My serfdom, of which I had already been conscious when, as I gave the driver Brichot’s address, I caught sight of the light in her window, had ceased to weigh upon me shortly afterwards, when I saw that Albertine appeared so cruelly conscious of her own. And in order that it might seem to her less burdensome, that she might not decide to break her bonds of her own accord, I had felt that the most effective plan was to give her the impression that it would not be permanent and that I myself was looking forward to its termination. Seeing that my feint had proved successful, I might well have thought myself fortunate, in the first place because what I had so greatly dreaded, Albertine’s determination (as I supposed) to leave me, was shewn to be non-existent, and secondly, because, quite apart from the object that I had had in mind, the very success of my feint, by proving that I was something more to Albertine than a scorned lover, whose jealousy is flouted, all of his ruses detected in advance, endowed our love afresh with a sort of virginity, revived for it the days in which she could still, at Balbec, so readily believe that I was in love with another woman. For she would probably not have believed that any longer, but she was taking seriously my feigned determination to part from her now and for ever. She appeared to suspect that the cause of our parting might be something that had happened at the Verdurins’. Feeling a need to soothe the anxiety into which I was worked by my pretence of a rupture, I said to her: “Albertine, can you swear that you have never lied to me?”

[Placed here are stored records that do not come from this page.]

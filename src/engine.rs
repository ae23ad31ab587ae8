//! Countdown engine with tick-state management and change detection.
//!
//! Provides [`CountdownEngine`] which holds a target instant, recomputes the
//! calendar duration to it on each tick, and queues one [`UnitChange`] per
//! field whose value differs from the last snapshot. Milliseconds are queued
//! on every recomputation so consumers can tell the countdown is live.

use heapless::Deque;

use crate::calendar::{compute_duration, CalendarDuration};
use crate::logging::{debug, trace};
use crate::time::{Instant, TickInterval, TimeSource};
use crate::types::{CountdownUnit, UnitChange};

/// Capacity of the pending change queue. Two full batches fit.
pub const CHANGE_QUEUE_CAPACITY: usize = 32;

/// State of the recurring tick.
#[derive(Debug, Clone, Copy, PartialEq, Eq)]
#[cfg_attr(feature = "defmt", derive(defmt::Format))]
pub enum TickState {
    /// No tick scheduled. The snapshot is frozen until the next recomputation.
    Stopped,
    /// Recurring tick active at the retained interval.
    Running,
}

/// Scheduling instruction returned by engine operations.
///
/// Tells the host what to do with its recurring timer.
#[derive(Debug, Clone, Copy, PartialEq, Eq)]
#[cfg_attr(feature = "defmt", derive(defmt::Format))]
pub enum ServiceTiming {
    /// (Re)arm the recurring tick with this cadence, replacing any pending one.
    Delay(TickInterval),

    /// Keep the current schedule as it is.
    Unchanged,

    /// Cancel the recurring tick. Nothing needs servicing until `play` or `start`.
    Idle,
}

/// Errors that can occur during engine operations.
#[derive(Debug, Clone, Copy, PartialEq, Eq)]
#[cfg_attr(feature = "defmt", derive(defmt::Format))]
pub enum EngineError {
    /// Operation called from an invalid state.
    InvalidState {
        /// Human-readable description of the expected state
        expected: &'static str,
        /// The actual current state
        actual: TickState,
    },
    /// Tick interval of zero milliseconds.
    InvalidInterval,
}

impl core::fmt::Display for EngineError {
    fn fmt(&self, f: &mut core::fmt::Formatter<'_>) -> core::fmt::Result {
        match self {
            EngineError::InvalidState { expected, actual } => {
                write!(
                    f,
                    "invalid state: expected {}, but engine is {:?}",
                    expected, actual
                )
            }
            EngineError::InvalidInterval => {
                write!(f, "tick interval must be at least 1ms")
            }
        }
    }
}

#[cfg(feature = "std")]
impl std::error::Error for EngineError {}

/// Counts down to a target instant and reports which fields changed.
///
/// The engine never touches a display. Each recomputation appends change
/// notifications to an internal queue which the caller empties with
/// [`drain_changes`](Self::drain_changes). When the queue is full the oldest
/// notification is dropped.
///
/// # Type Parameters
/// * `'t` - Lifetime of the time source reference
/// * `T` - Time source implementation type
pub struct CountdownEngine<'t, T: TimeSource> {
    time_source: &'t T,
    target: Instant,
    now: Instant,
    snapshot: CalendarDuration,
    interval: TickInterval,
    state: TickState,
    changes: Deque<UnitChange, CHANGE_QUEUE_CAPACITY>,
}

impl<'t, T: TimeSource> CountdownEngine<'t, T> {
    /// Creates a stopped engine with the snapshot computed against the
    /// current time. No changes are queued yet.
    pub fn new(time_source: &'t T, target: Instant) -> Self {
        let now = time_source.now();

        Self {
            time_source,
            target,
            now,
            snapshot: compute_duration(now, target),
            interval: TickInterval::default(),
            state: TickState::Stopped,
            changes: Deque::new(),
        }
    }

    /// Queues every field, runs one tick and starts the recurring tick.
    ///
    /// Can be called from any state; a running engine is restarted with the
    /// new cadence.
    pub fn start(&mut self, interval: TickInterval) -> ServiceTiming {
        self.interval = interval;
        self.emit_all();
        self.tick();
        self.state = TickState::Running;

        debug!("countdown started at {}ms", interval.as_millis());
        ServiceTiming::Delay(interval)
    }

    /// Runs one tick: samples the clock, recomputes and queues changes.
    ///
    /// Must be called from `Running` state.
    pub fn service(&mut self) -> Result<ServiceTiming, EngineError> {
        if self.state != TickState::Running {
            return Err(EngineError::InvalidState {
                expected: "Running",
                actual: self.state,
            });
        }

        self.tick();
        Ok(ServiceTiming::Unchanged)
    }

    /// Stops the recurring tick, keeping the interval for [`play`](Self::play).
    ///
    /// Idempotent.
    pub fn pause(&mut self) -> ServiceTiming {
        if self.state == TickState::Running {
            debug!("countdown paused");
        }
        self.state = TickState::Stopped;
        ServiceTiming::Idle
    }

    /// Runs one tick and resumes the recurring tick at the retained interval.
    ///
    /// Returns `Unchanged` when already running.
    pub fn play(&mut self) -> ServiceTiming {
        match self.state {
            TickState::Running => ServiceTiming::Unchanged,
            TickState::Stopped => {
                self.tick();
                self.state = TickState::Running;
                debug!("countdown resumed at {}ms", self.interval.as_millis());
                ServiceTiming::Delay(self.interval)
            }
        }
    }

    /// Replaces the tick cadence and recomputes immediately.
    ///
    /// The tick state is left alone; a stopped engine stays stopped and only
    /// retains the new cadence.
    pub fn set_interval(&mut self, interval: TickInterval) -> ServiceTiming {
        self.interval = interval;
        self.tick();

        match self.state {
            TickState::Running => ServiceTiming::Delay(interval),
            TickState::Stopped => ServiceTiming::Idle,
        }
    }

    /// Like [`set_interval`](Self::set_interval) from raw milliseconds.
    pub fn set_interval_millis(&mut self, millis: u32) -> Result<ServiceTiming, EngineError> {
        let interval = TickInterval::from_millis(millis)?;
        Ok(self.set_interval(interval))
    }

    /// Replaces the target and recomputes against the last sampled "now".
    ///
    /// The clock is not read again; the next tick corrects the staleness.
    pub fn update_target(&mut self, target: Instant) {
        trace!("countdown target updated to {}", target.as_unix_millis());
        self.target = target;
        self.recompute();
    }

    /// Queues every field of the current snapshot regardless of change.
    pub fn emit_all(&mut self) {
        for unit in CountdownUnit::EMISSION_ORDER {
            self.push_change(UnitChange::new(unit, self.snapshot.get(unit)));
        }
    }

    /// Removes and yields queued changes, oldest first.
    pub fn drain_changes(&mut self) -> impl Iterator<Item = UnitChange> + '_ {
        core::iter::from_fn(move || self.changes.pop_front())
    }

    /// Number of queued changes.
    pub fn pending_changes(&self) -> usize {
        self.changes.len()
    }

    /// Returns the current tick state.
    pub fn get_state(&self) -> TickState {
        self.state
    }

    /// Returns true if the recurring tick is active.
    pub fn is_running(&self) -> bool {
        self.state == TickState::Running
    }

    /// Returns the retained tick cadence.
    pub fn interval(&self) -> TickInterval {
        self.interval
    }

    /// Returns the target instant.
    pub fn target(&self) -> Instant {
        self.target
    }

    /// Returns the instant the snapshot was last computed against.
    pub fn last_now(&self) -> Instant {
        self.now
    }

    /// Returns the last computed duration.
    pub fn snapshot(&self) -> &CalendarDuration {
        &self.snapshot
    }

    fn tick(&mut self) {
        self.now = self.time_source.now();
        self.recompute();
    }

    fn recompute(&mut self) {
        let next = compute_duration(self.now, self.target);

        for unit in CountdownUnit::EMISSION_ORDER {
            let value = next.get(unit);
            if unit == CountdownUnit::Milliseconds || value != self.snapshot.get(unit) {
                self.push_change(UnitChange::new(unit, value));
            }
        }

        self.snapshot = next;
    }

    fn push_change(&mut self, change: UnitChange) {
        if self.changes.is_full() {
            self.changes.pop_front();
        }
        // Cannot fail after making room.
        let _ = self.changes.push_back(change);
    }
}
//! Integration tests for persisted display state

mod common;
use common::*;

use countdown_widget::state::{load_integer, store_integer};
use countdown_widget::{CountdownMode, CyclicMode, DatetimeMode, DisplayState, ModeState, StatisticMode};

#[test]
fn cycle_wraps_and_persists() {
    let mut store = MemoryStore::new();
    let mut state = DisplayState::new(0, 3, "countdown_state");

    assert_eq!(state.cycle(&mut store), 1);
    assert_eq!(store.value("countdown_state"), Some("1"));
    assert_eq!(state.cycle(&mut store), 2);
    assert_eq!(state.cycle(&mut store), 0);
    assert_eq!(store.value("countdown_state"), Some("0"));
}

#[test]
fn stored_zero_is_honoured() {
    let store = MemoryStore::new().with("countdown_state", "0");
    let state = DisplayState::load(&store, "countdown_state", 3, 2);
    assert_eq!(state.current_index(), 0);
}

#[test]
fn invalid_stored_values_fall_back_to_default() {
    for stored in ["3", "-1", "one", "", "1.5"] {
        let store = MemoryStore::new().with("key", stored);
        let state = DisplayState::load(&store, "key", 3, 2);
        assert_eq!(state.current_index(), 2, "stored {:?}", stored);
    }

    let state = DisplayState::load(&MemoryStore::new(), "key", 3, 1);
    assert_eq!(state.current_index(), 1);
}

#[test]
fn zero_count_behaves_as_single_state() {
    let mut store = MemoryStore::new();
    let mut state = DisplayState::new(5, 0, "key");
    assert_eq!(state.count(), 1);
    assert_eq!(state.current_index(), 0);
    assert_eq!(state.cycle(&mut store), 0);
}

#[test]
fn mode_state_survives_a_reload() {
    let mut store = MemoryStore::new();
    let mut modes = ModeState::load(&store, "countdown_state", CountdownMode::CompactNoMillis);
    assert_eq!(modes.cycle(&mut store), CountdownMode::Compact);
    assert_eq!(modes.cycle(&mut store), CountdownMode::Blocky);

    let reloaded = ModeState::load(&store, "countdown_state", CountdownMode::CompactNoMillis);
    assert_eq!(reloaded.current(), CountdownMode::Blocky);
    assert_eq!(reloaded.state().storage_key(), "countdown_state");
}

#[test]
fn every_mode_enum_round_trips_its_index() {
    assert_eq!(StatisticMode::COUNT, 2);
    assert_eq!(StatisticMode::from_index(1), Some(StatisticMode::ClickCount));
    assert_eq!(DatetimeMode::COUNT, 3);
    assert_eq!(DatetimeMode::LocalTimezone.index(), 2);
    assert_eq!(DatetimeMode::from_index(3), None);
}

#[test]
fn integers_are_stored_in_decimal() {
    let mut store = MemoryStore::new();
    store_integer(&mut store, "battlebit-click-count", 1234);
    assert_eq!(store.value("battlebit-click-count"), Some("1234"));
    assert_eq!(load_integer(&store, "battlebit-click-count"), Some(1234));
    assert_eq!(load_integer(&store, "missing"), None);
}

She gazed fixedly into the air before replying: “Yes, that is to say no. I ought not to have told you that Andrée was greatly taken with Bloch, we never met him.” “Then why did you say so?” “Because I was afraid that you had believed other stories about her, that’s all.” I told her that I had met a dramatist who was a great friend of Léa, and to whom Léa had told some strange things. I hoped by telling her this to make her suppose that I knew a great deal more than I cared to say about Bloch’s cousin’s friend. She stared once again into vacancy and then said: “I ought not, when I spoke to you just now about Léa, to have kept from you a three weeks’ trip that I took with her once. But I knew you so slightly in those days!” “It was before Balbec?” “Before the second time, yes.” And that very morning, she had told me that she did not know Léa, and, only a moment ago, that she had met her once only in her dressing-room! I watched a tongue of flame seize and devour in an instant a romance which I had spent millions of minutes in writing.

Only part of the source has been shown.